An academic and his undergraduate son at the same university offer different perspectives on an issue. This month: exams
The Father
We are losing a colleague this week, something that always rattles us more than we care to admit. It is almost a truism to say that we don't realise what people do until they've gone, but that doesn't stop it being accurate.
The departure means, of course, that later today I will need to leave off ploughing through this set of essays and wander down to the coffee room where the infamous number two buffet (the one with the leathery chicken goujons and leaden samosas) will be waiting.
Once we are all gathered, the Prof will tell a few affectionate lies and we will all promise to keep in touch, but deep down we all know that the lucky escapee has no intention of doing any such thing.
When someone leaves the department, jobs and relationships take time to bed back in - rather like logs settling in a fireplace after they've been stirred with a poker. Somewhere in the pile of vital but unrecognised jobs is the real story of how the exam process operates. Yes, I know the procedure is on the intranet - but we all know that the theory and practice are so wildly different that they share no genetic information whatsoever.
Important things will get forgotten - such as booking the quiet hotel room favoured by the external examiner, along with that special claret that did such excellent work on our behalf last year.
Exam season starts in a couple of weeks. The sweat-stained concrete edifice of the sports hall will once again resound to the sound of frantic scribbling as 200 keyboard junkies try to remember how to write. I don't suppose that a single one of them will spare a thought for the poor sap who will have to try to actually read the answers afterwards. I forget what the exam board ruling was last year about the candidates who answered entirely in txt, but it can only be worse this time.
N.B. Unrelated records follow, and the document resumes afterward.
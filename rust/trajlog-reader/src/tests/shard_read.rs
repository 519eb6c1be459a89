use trajlog_testkit::{DatasetBuilder, TestEpisodeMetadata, TestStep};

use crate::{ShardIndex, ShardLayout};

#[test]
fn test_shard_init_and_step_access() {
    let mut builder = DatasetBuilder::new();
    let dir = builder.add_shard(&[2, 3]);

    let mut index = ShardIndex::new();
    index.init(&ShardLayout::new(dir)).unwrap();

    assert_eq!(index.num_steps(), 5);
    assert_eq!(index.num_episodes(), 2);
    for i in 0..5 {
        let step: TestStep = index.step(i).unwrap();
        assert_eq!(step.id, i);
    }
    assert!(index.step::<TestStep>(5).is_none());
    assert!(index.step::<TestStep>(-1).is_none());
    assert!(index.status().is_none());
}

#[test]
fn test_shard_episode_access() {
    let mut builder = DatasetBuilder::new();
    let dir = builder.add_shard(&[2, 3]);

    let mut index = ShardIndex::new();
    index.init(&ShardLayout::new(dir)).unwrap();

    let first = index.episode(0, true).unwrap();
    assert_eq!(first.start, 0);
    assert_eq!(first.num_steps, 2);
    let metadata: TestEpisodeMetadata = first.decode_metadata().unwrap();
    assert_eq!(metadata.episode_id, 0);

    let last = index.episode(1, false).unwrap();
    assert_eq!(last.start, 2);
    assert_eq!(last.num_steps, 3);
    assert!(last.metadata.is_none());

    assert!(index.episode(2, false).is_none());
}

#[test]
fn test_shard_init_missing_directory() {
    let builder = DatasetBuilder::new();
    let layout = ShardLayout::new(builder.root().join("no-such-shard"));

    let mut index = ShardIndex::new();
    let err = index.init(&layout).unwrap_err();
    assert!(err.is_not_found());

    // Failed init leaves the index unbound.
    assert_eq!(index.num_steps(), 0);
    assert!(index.step::<TestStep>(0).is_none());
}
mod legacy;
mod shard_read;
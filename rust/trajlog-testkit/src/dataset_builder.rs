//! Writes synthetic trajectory datasets for tests.
//!
//! The on-disk layout mirrors what the reader discovers: timestamp-named
//! shard directories containing `steps.rec`, `step_offsets.rec`,
//! `episode_metadata.rec` and `episode_index.rec`, plus an optional
//! `metadata.rec` in the root. Shard directories are named with a
//! zero-padded sequence number so that lexicographic order matches insertion
//! order.

use std::path::{Path, PathBuf};

use prost::Message;
use tempfile::TempDir;
use trajlog_records::FramedWriter;

use crate::data_gen::{self, TestDatasetMetadata};

const STEPS_FILE: &str = "steps.rec";
const STEP_OFFSETS_FILE: &str = "step_offsets.rec";
const EPISODE_METADATA_FILE: &str = "episode_metadata.rec";
const EPISODE_INDEX_FILE: &str = "episode_index.rec";
const DATASET_METADATA_FILE: &str = "metadata.rec";

/// Offset arrays are split into records of at most this many entries, so
/// that multi-record index files are exercised by every test dataset.
const OFFSETS_PER_RECORD: usize = 4;

/// Builds a dataset under a temporary directory, one shard at a time.
///
/// Step and episode identities are global across the whole dataset
/// ([`data_gen::make_step`] of the global step index, and so on), which lets
/// tests verify that a record reached through any access path is the record
/// the index promised.
pub struct DatasetBuilder {
    temp_dir: TempDir,
    shard_seq: usize,
    next_step_id: i64,
    next_episode_id: i64,
}

impl Default for DatasetBuilder {
    fn default() -> Self {
        Self::new()
    }
}

impl DatasetBuilder {
    pub fn new() -> DatasetBuilder {
        DatasetBuilder {
            temp_dir: TempDir::new().expect("tempdir"),
            shard_seq: 0,
            next_step_id: 0,
            next_episode_id: 0,
        }
    }

    /// The dataset root directory.
    pub fn root(&self) -> &Path {
        self.temp_dir.path()
    }

    /// Writes the dataset-level metadata record.
    pub fn write_metadata(&self, metadata: &TestDatasetMetadata) {
        let mut writer =
            FramedWriter::create(self.root().join(DATASET_METADATA_FILE)).expect("create");
        writer
            .write_record(&metadata.encode_to_vec())
            .expect("write_record");
        writer.seal().expect("seal");
    }

    /// Writes one shard holding the given episodes (by step count) and
    /// returns its directory. Every episode gets a metadata record.
    pub fn add_shard(&mut self, episode_lengths: &[usize]) -> PathBuf {
        let dir = self.root().join(format!("{:016}", self.shard_seq));
        self.shard_seq += 1;
        std::fs::create_dir(&dir).expect("create_dir");

        let num_steps: usize = episode_lengths.iter().sum();

        // Step records and their byte offsets.
        let mut steps = FramedWriter::create(dir.join(STEPS_FILE)).expect("create");
        let mut step_offsets = Vec::with_capacity(num_steps);
        for _ in 0..num_steps {
            let step = data_gen::make_step(self.next_step_id);
            self.next_step_id += 1;
            let offset = steps
                .write_record(&step.encode_to_vec())
                .expect("write_record");
            step_offsets.push(offset as i64);
        }
        steps.seal().expect("seal");

        // Episode metadata records and the [start, metadata offset] pairs.
        let mut episode_metadata =
            FramedWriter::create(dir.join(EPISODE_METADATA_FILE)).expect("create");
        let mut episode_index = Vec::with_capacity(episode_lengths.len() * 2);
        let mut local_start = 0i64;
        for &length in episode_lengths {
            let metadata = data_gen::make_episode_metadata(self.next_episode_id);
            self.next_episode_id += 1;
            let offset = episode_metadata
                .write_record(&metadata.encode_to_vec())
                .expect("write_record");
            episode_index.push(local_start);
            episode_index.push(offset as i64);
            local_start += length as i64;
        }
        episode_metadata.seal().expect("seal");

        write_i64_records(
            dir.join(STEP_OFFSETS_FILE),
            &step_offsets,
            OFFSETS_PER_RECORD,
        );
        write_i64_records(dir.join(EPISODE_INDEX_FILE), &episode_index, usize::MAX);

        dir
    }

    /// Writes a legacy combined-index shard: a trajectory file plus a single
    /// index file whose first record is the step-offset array and whose
    /// second record holds the episode starts as byte offsets. Returns the
    /// `(index, trajectories)` paths.
    ///
    /// The files are written into the dataset root (discovery ignores plain
    /// files), and the step/episode identity counters advance exactly as for
    /// a regular shard.
    pub fn write_legacy_shard(&mut self, episode_lengths: &[usize]) -> (PathBuf, PathBuf) {
        let seq = self.shard_seq;
        self.shard_seq += 1;
        let trajectories_path = self.root().join(format!("legacy_trajectories_{seq}.rec"));
        let index_path = self.root().join(format!("legacy_index_{seq}.rec"));

        let num_steps: usize = episode_lengths.iter().sum();
        let mut steps = FramedWriter::create(&trajectories_path).expect("create");
        let mut step_offsets = Vec::with_capacity(num_steps);
        for _ in 0..num_steps {
            let step = data_gen::make_step(self.next_step_id);
            self.next_step_id += 1;
            let offset = steps
                .write_record(&step.encode_to_vec())
                .expect("write_record");
            step_offsets.push(offset as i64);
        }
        steps.seal().expect("seal");

        let mut episode_offsets = Vec::with_capacity(episode_lengths.len());
        let mut local_start = 0usize;
        for &length in episode_lengths {
            self.next_episode_id += 1;
            episode_offsets.push(step_offsets[local_start]);
            local_start += length;
        }

        let mut index = FramedWriter::create(&index_path).expect("create");
        index
            .write_record(&encode_i64s(&step_offsets))
            .expect("write_record");
        index
            .write_record(&encode_i64s(&episode_offsets))
            .expect("write_record");
        index.seal().expect("seal");

        (index_path, trajectories_path)
    }
}

fn write_i64_records(path: PathBuf, values: &[i64], per_record: usize) {
    let mut writer = FramedWriter::create(&path).expect("create");
    if values.is_empty() {
        writer.seal().expect("seal");
        return;
    }
    for chunk in values.chunks(per_record.min(values.len())) {
        writer.write_record(&encode_i64s(chunk)).expect("write_record");
    }
    writer.seal().expect("seal");
}

fn encode_i64s(values: &[i64]) -> Vec<u8> {
    let mut out = Vec::with_capacity(values.len() * 8);
    for v in values {
        out.extend_from_slice(&v.to_le_bytes());
    }
    out
}

#[cfg(test)]
mod tests {
    use trajlog_records::read_framed_file;

    use super::*;

    #[test]
    fn test_shard_files_on_disk() {
        let mut builder = DatasetBuilder::new();
        let dir = builder.add_shard(&[2, 3]);

        let steps = read_framed_file(dir.join(STEPS_FILE)).unwrap();
        assert_eq!(steps.len(), 5);

        // 5 offsets, 4 per record.
        let offsets = read_framed_file(dir.join(STEP_OFFSETS_FILE)).unwrap();
        assert_eq!(offsets.len(), 2);
        assert_eq!(offsets[0].len(), 4 * 8);
        assert_eq!(offsets[1].len(), 8);

        let index = read_framed_file(dir.join(EPISODE_INDEX_FILE)).unwrap();
        assert_eq!(index.len(), 1);
        assert_eq!(index[0].len(), 2 * 16);

        let metadata = read_framed_file(dir.join(EPISODE_METADATA_FILE)).unwrap();
        assert_eq!(metadata.len(), 2);
    }

    #[test]
    fn test_step_ids_are_global() {
        let mut builder = DatasetBuilder::new();
        builder.add_shard(&[3]);
        builder.add_shard(&[2]);
        assert_eq!(builder.next_step_id, 5);
        assert_eq!(builder.next_episode_id, 2);
    }

    #[test]
    fn test_legacy_shard_index_records() {
        let mut builder = DatasetBuilder::new();
        let (index_path, trajectories_path) = builder.write_legacy_shard(&[2, 2]);

        let index = read_framed_file(&index_path).unwrap();
        assert_eq!(index.len(), 2);
        assert_eq!(index[0].len(), 4 * 8);
        assert_eq!(index[1].len(), 2 * 8);

        let steps = read_framed_file(&trajectories_path).unwrap();
        assert_eq!(steps.len(), 4);
    }
}
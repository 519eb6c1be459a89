//! Random-access reading of sharded reinforcement-learning trajectory logs.
//!
//! A trajectory log is an append-only sequence of step and episode records,
//! sharded chronologically into timestamp-named subdirectories. Each shard
//! carries its own index files (byte offsets for steps and episode metadata,
//! plus the episode-to-step mapping), so an individual step or episode can be
//! addressed by a global zero-based index without scanning the log.
//!
//! Three layers, composed bottom-up:
//! - [`ShardIndex`]: the index of a single shard, resolving local step and
//!   episode indexes to byte offsets and reading records through a
//!   [`trajlog_records::RecordStore`].
//! - [`DatasetIndex`]: an ordered collection of shards with cumulative step
//!   and episode counters, resolving global indexes by binary search.
//! - [`EpisodeReader`]: a lightweight view over one resolved episode,
//!   translating episode-local step indexes to shard-local ones.
//!
//! Queries are synchronous and return `Option` (a missing step is an expected
//! outcome, and I/O failures on an initialized index collapse into the same
//! absence signal; see [`ShardIndex::status`] for the diagnostic escape
//! hatch). Initialization failures are structured
//! [`trajlog_common::error::Error`]s.

pub mod dataset;
pub mod discovery;
pub mod episode_info;
pub mod episode_reader;
pub mod shard_index;

#[cfg(test)]
mod tests;

pub use dataset::DatasetIndex;
pub use discovery::{ShardLayout, discover_shards};
pub use episode_info::EpisodeInfo;
pub use episode_reader::EpisodeReader;
pub use shard_index::ShardIndex;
This pile of essays isn't getting much smaller, and I've already had dark looks and stroppy e-mails from their (putative) authors about how much time I'm taking. They need them to revise from, apparently. Ha! They'd have been better off reading the primary texts in the first place, a technique that sadly seems to have faded from fashion.
But before I return to the task ahead, I salute my esteemed former associate and say thanks, it's been fun.
The Son
Exams. I've now seen so many that even without reading the questions I know what they're asking: "Explain fully, and using diagrams where appropriate, why you should get the job/life/career/future that you want" - a question that is damn hard to answer within the three-hour limit of the standard first-year exam. And one that is ever so slightly useless anyway, because the odds are that whatever I knew in the exam will vanish like the morning dew within a couple of weeks. And this is all the more pointless because if I had any ideas what I wanted to do with my life why would I be doing an arts degree?
So, with suitably lowered expectations, let's take a look at exams. So far, I'm doing pretty well: I've got a total of four exams this year. However, one thing I noticed during the last bout at the end of January is that practically everyone I knew in year two or higher was in the library until it closed, and there again at 10am. This does not bode well.
The reason I've had comparatively few exams of late is that I've been writing essays faster than a three-legged breakdancer doing the Time Warp.
I handed one in on Monday, I handed one in the Monday before that and, guess what, I've got another one due this Monday. And, while I suspect that nobody actually reads them, I do get grades for them, which presumably counts for something. Deciding whether you prefer essays or exams is like contemplating which eye you'd rather jam a welding torch into. Either way is going to be painful, will decide the course of your life and will severely limit your ability to go out for quite some time.
And finally, since the theme here is deciding my future, I am currently trying to inveigle my way back into halls for next year. Given that my beloved scholarship guarantees me a place, you'd think this would be easy.
Right. My one small insurance is that I can move back in with the family.
But, quite frankly, I need that like I need a dose of bird flu - or a welding torch in the eye.